Мы сидели под мостом, пять было уже давно, и мы все ждали и ждали, я предложил искупаться, и тут они появились, две «чайки» и две «волги». «Чайка», «волга», «волга», «чайка», в таком порядке, да, я еще удивился, должно бы наоборот – «чайки» в середине, в этом порядке был не просто непорядок, а зародыш беды, не знаю, может, это я уже потом накрутил… Беда стремительно нарастала, как нарастает, распирая мозг, вой сирены, может, сирена и была на самом деле, не помню. Дуня была уже на мосту, посреди моста, пропустила переднюю «чайку», как бы не заметив ее, и та, длинно визжа, пошла боком, кормой вперед, а Дуня кинулась к «волге», как она угадала, у нее уже не спросишь, но она угадала, потому что в передней «чайке» Большого Дяди не было, оттуда бежали четверо с одинаковыми лицами, и я видел, как Дуня молотила по стеклу «волги» кулаком, а когда ее отшвырнули, в руке ее оказался пистолет. И тогда один из этих тюкнул ее чем-то по голове, легонько так, без замаха, вроде и в руке-то ничего не было, легонько так, вроде как цыц, мол, но я услышал хруст.
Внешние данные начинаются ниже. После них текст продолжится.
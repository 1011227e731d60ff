use super::Query;
use crate::clause::{Clause, Conj, JoinKind, SetOp};
use crate::error::QueryResult;
use serde_json::Value;

impl<C> Query<C> {
    // ==================== Select list ====================

    /// `SELECT cols`, or `, cols` when a select list is already open.
    ///
    /// An empty `cols` emits a bare `SELECT` whose first item is supplied by
    /// the next call (e.g. a JSON helper or [`select_query`](Self::select_query)).
    pub fn select(&mut self, cols: &str) -> &mut Self {
        let cols = cols.trim();
        if cols.is_empty() {
            self.resume();
            if !self.last.in_select_list() {
                self.push("SELECT");
                self.last = Clause::SelectOpen;
            }
            return self;
        }
        self.open(Clause::Select, Conj::And);
        self.push(cols);
        self
    }

    /// Embed `sub` as a scalar subquery in the select list.
    ///
    /// `SELECT` is prefixed when the subquery does not start with one.
    pub fn select_query(&mut self, sub: &Query<C>) -> QueryResult<&mut Self> {
        self.guard(sub)?;
        self.open(Clause::Select, Conj::And);
        let prefix = if starts_with_select(&sub.sql) { "" } else { "SELECT " };
        let wrapped = format!("( {prefix}{} )", sub.sql.trim());
        self.push(&wrapped);
        self.params.extend(sub.params.iter().cloned());
        Ok(self)
    }

    /// `AS name`. Inside a select list the list stays open.
    pub fn alias(&mut self, name: &str) -> &mut Self {
        self.resume();
        self.push(&format!("AS {name}"));
        self.last = if self.last.in_select_list() {
            Clause::Select
        } else {
            Clause::Alias
        };
        self
    }

    // ==================== Sources ====================

    /// `FROM table`
    pub fn from(&mut self, table: &str) -> &mut Self {
        self.resume();
        self.push(&format!("FROM {table}"));
        self.last = Clause::From;
        self
    }

    /// `FROM ( sub ) AS alias`
    pub fn from_query(&mut self, sub: &Query<C>, alias: &str) -> QueryResult<&mut Self> {
        self.guard(sub)?;
        self.resume();
        self.push_wrapped("FROM", sub, &format!("AS {alias}"));
        self.last = Clause::From;
        Ok(self)
    }

    /// `( sub )`
    pub fn sub_query(&mut self, sub: &Query<C>) -> QueryResult<&mut Self> {
        self.guard(sub)?;
        self.resume();
        self.push_wrapped("", sub, "");
        self.last = Clause::SubQuery;
        Ok(self)
    }

    fn join_on(
        &mut self,
        kind: JoinKind,
        table: &str,
        left: &str,
        op: &str,
        right: &str,
    ) -> QueryResult<&mut Self> {
        let op = self.operator(op)?;
        self.resume();
        self.push(&format!("{} {table} ON {left} {op} {right}", kind.keyword()));
        self.last = Clause::Join(kind);
        Ok(self)
    }

    /// `INNER JOIN table ON left op right`
    pub fn join(&mut self, table: &str, left: &str, op: &str, right: &str) -> QueryResult<&mut Self> {
        self.join_on(JoinKind::Inner, table, left, op, right)
    }

    /// `LEFT JOIN table ON left op right`
    pub fn left_join(&mut self, table: &str, left: &str, op: &str, right: &str) -> QueryResult<&mut Self> {
        self.join_on(JoinKind::Left, table, left, op, right)
    }

    /// `RIGHT JOIN table ON left op right`
    pub fn right_join(&mut self, table: &str, left: &str, op: &str, right: &str) -> QueryResult<&mut Self> {
        self.join_on(JoinKind::Right, table, left, op, right)
    }

    /// `FULL JOIN table ON left op right`
    pub fn full_join(&mut self, table: &str, left: &str, op: &str, right: &str) -> QueryResult<&mut Self> {
        self.join_on(JoinKind::Full, table, left, op, right)
    }

    /// `CROSS JOIN table`
    pub fn cross_join(&mut self, table: &str) -> &mut Self {
        self.resume();
        self.push(&format!("CROSS JOIN {table}"));
        self.last = Clause::Join(JoinKind::Cross);
        self
    }

    // ==================== Shaping ====================

    /// `ORDER BY col ASC`, or `, col ASC` when ordering is already open.
    pub fn order_by_asc(&mut self, col: &str) -> &mut Self {
        self.open(Clause::OrderBy, Conj::And);
        self.push(&format!("{col} ASC"));
        self
    }

    /// `ORDER BY col DESC`, or `, col DESC` when ordering is already open.
    pub fn order_by_desc(&mut self, col: &str) -> &mut Self {
        self.open(Clause::OrderBy, Conj::And);
        self.push(&format!("{col} DESC"));
        self
    }

    /// `GROUP BY col`, or `, col` when grouping is already open.
    pub fn group_by(&mut self, col: &str) -> &mut Self {
        self.open(Clause::GroupBy, Conj::And);
        self.push(col);
        self
    }

    fn having_with(&mut self, conj: Conj, col: &str, op: &str, value: Value) -> QueryResult<&mut Self> {
        let op = self.operator(op)?;
        self.open(Clause::Having, conj);
        self.push(&format!("{col} {op} ?"));
        self.params.push(value);
        Ok(self)
    }

    /// `HAVING col op ?`, or `AND col op ?` after another HAVING condition.
    pub fn having(&mut self, col: &str, op: &str, value: impl Into<Value>) -> QueryResult<&mut Self> {
        self.having_with(Conj::And, col, op, value.into())
    }

    /// `OR col op ?` after another HAVING condition.
    pub fn or_having(&mut self, col: &str, op: &str, value: impl Into<Value>) -> QueryResult<&mut Self> {
        self.having_with(Conj::Or, col, op, value.into())
    }

    /// `LIMIT ?`
    pub fn limit(&mut self, n: u64) -> &mut Self {
        self.resume();
        self.push("LIMIT ?");
        self.params.push(Value::from(n));
        self.last = Clause::Limit;
        self
    }

    /// Alias of [`limit`](Self::limit).
    pub fn take(&mut self, n: u64) -> &mut Self {
        self.limit(n)
    }

    /// `OFFSET ?`
    pub fn offset(&mut self, n: u64) -> &mut Self {
        self.resume();
        self.push("OFFSET ?");
        self.params.push(Value::from(n));
        self.last = Clause::Offset;
        self
    }

    /// Alias of [`offset`](Self::offset).
    pub fn skip(&mut self, n: u64) -> &mut Self {
        self.offset(n)
    }

    // ==================== Set algebra ====================

    fn set_operation(&mut self, op: SetOp, sub: &Query<C>) -> QueryResult<&mut Self> {
        self.guard(sub)?;
        self.resume();
        self.push(&format!("{} {}", op.keyword(), sub.sql.trim()));
        self.params.extend(sub.params.iter().cloned());
        self.last = Clause::SetOp(op);
        Ok(self)
    }

    /// `UNION sub`
    pub fn union(&mut self, sub: &Query<C>) -> QueryResult<&mut Self> {
        self.set_operation(SetOp::Union, sub)
    }

    /// `UNION ALL sub`
    pub fn union_all(&mut self, sub: &Query<C>) -> QueryResult<&mut Self> {
        self.set_operation(SetOp::UnionAll, sub)
    }

    /// `INTERSECT sub`
    pub fn intersect(&mut self, sub: &Query<C>) -> QueryResult<&mut Self> {
        self.set_operation(SetOp::Intersect, sub)
    }

    /// `INTERSECT ALL sub`
    pub fn intersect_all(&mut self, sub: &Query<C>) -> QueryResult<&mut Self> {
        self.set_operation(SetOp::IntersectAll, sub)
    }

    /// `EXCEPT sub`
    pub fn except(&mut self, sub: &Query<C>) -> QueryResult<&mut Self> {
        self.set_operation(SetOp::Except, sub)
    }

    /// `EXCEPT ALL sub`
    pub fn except_all(&mut self, sub: &Query<C>) -> QueryResult<&mut Self> {
        self.set_operation(SetOp::ExceptAll, sub)
    }

    // ==================== CTEs ====================

    /// `WITH name AS ( sub )`, or `, name AS ( sub )` for further CTEs.
    pub fn with(&mut self, name: &str, sub: &Query<C>) -> QueryResult<&mut Self> {
        self.guard(sub)?;
        self.mark_cte_start();
        self.open(Clause::With, Conj::And);
        self.push_wrapped(&format!("{name} AS"), sub, "");
        Ok(self)
    }

    /// `WITH RECURSIVE name AS ( sub )`.
    ///
    /// Continues an open WITH list like [`with`](Self::with); the list's
    /// keyword becomes `WITH RECURSIVE` since the modifier applies to the
    /// whole list.
    pub fn with_recursive(&mut self, name: &str, sub: &Query<C>) -> QueryResult<&mut Self> {
        self.guard(sub)?;
        self.resume();
        if self.last == Clause::With {
            self.make_cte_list_recursive();
            self.sql.push(',');
            self.push_wrapped(&format!("{name} AS"), sub, "");
        } else {
            self.cte_start = self.sql.len();
            self.push_wrapped(&format!("WITH RECURSIVE {name} AS"), sub, "");
        }
        self.last = Clause::With;
        Ok(self)
    }

    fn mark_cte_start(&mut self) {
        if self.last != Clause::With {
            self.cte_start = self.sql.len();
        }
    }

    fn make_cte_list_recursive(&mut self) {
        let Some(offset) = self.sql[self.cte_start..].find("WITH") else {
            return;
        };
        let keyword_end = self.cte_start + offset + "WITH".len();
        if !self.sql[keyword_end..].starts_with(" RECURSIVE ") {
            self.sql.insert_str(keyword_end, " RECURSIVE");
        }
    }
}

fn starts_with_select(sql: &str) -> bool {
    let head = sql.trim_start().trim_start_matches('(').trim_start();
    head.get(..6)
        .is_some_and(|word| word.eq_ignore_ascii_case("SELECT"))
}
Дуня повалилась на ударившего, тот отшагнул, и в этом шаге назад было что-то ужасное – так мясник, вспоров тушу, отстраняется, чтобы не запачкаться кровью. Главное, удар-то был несильный, вроде щелчка пальцами, цыц, мол, и хруст был легкий, какой-то вафельный, не знаю, может, я и прежде не любил вафли, а теперь видеть не могу.
Большой Дядя вылез из машины и уставился на тело. И тут один из охраны молча показал пистолетом в мою сторону; все уставились. Борясь с охватившим меня оцепенением, я полез через перила, и тогда тот, кто просто показывал пистолетом, стал из него целиться. И мир оцепенел тоже, стал хрупким, как стекло, где-то в нем тенькнула пуля, и когда я полетел на острия воды, в маленькую дырочку от пули свистнул ветер, и вода взорвалась.
В быстром течении есть что-то очищающее: быстро все прочь – в чащу ив над водой, на перекат с бурунами на упрямых каменных лбах, и снова под ивы, и уже пора, уже можно – хватать их руками, сдирая листву, нет, все еще сильно несет; а вот и омут, спокойная вода, и коряга с берега протягивает руку».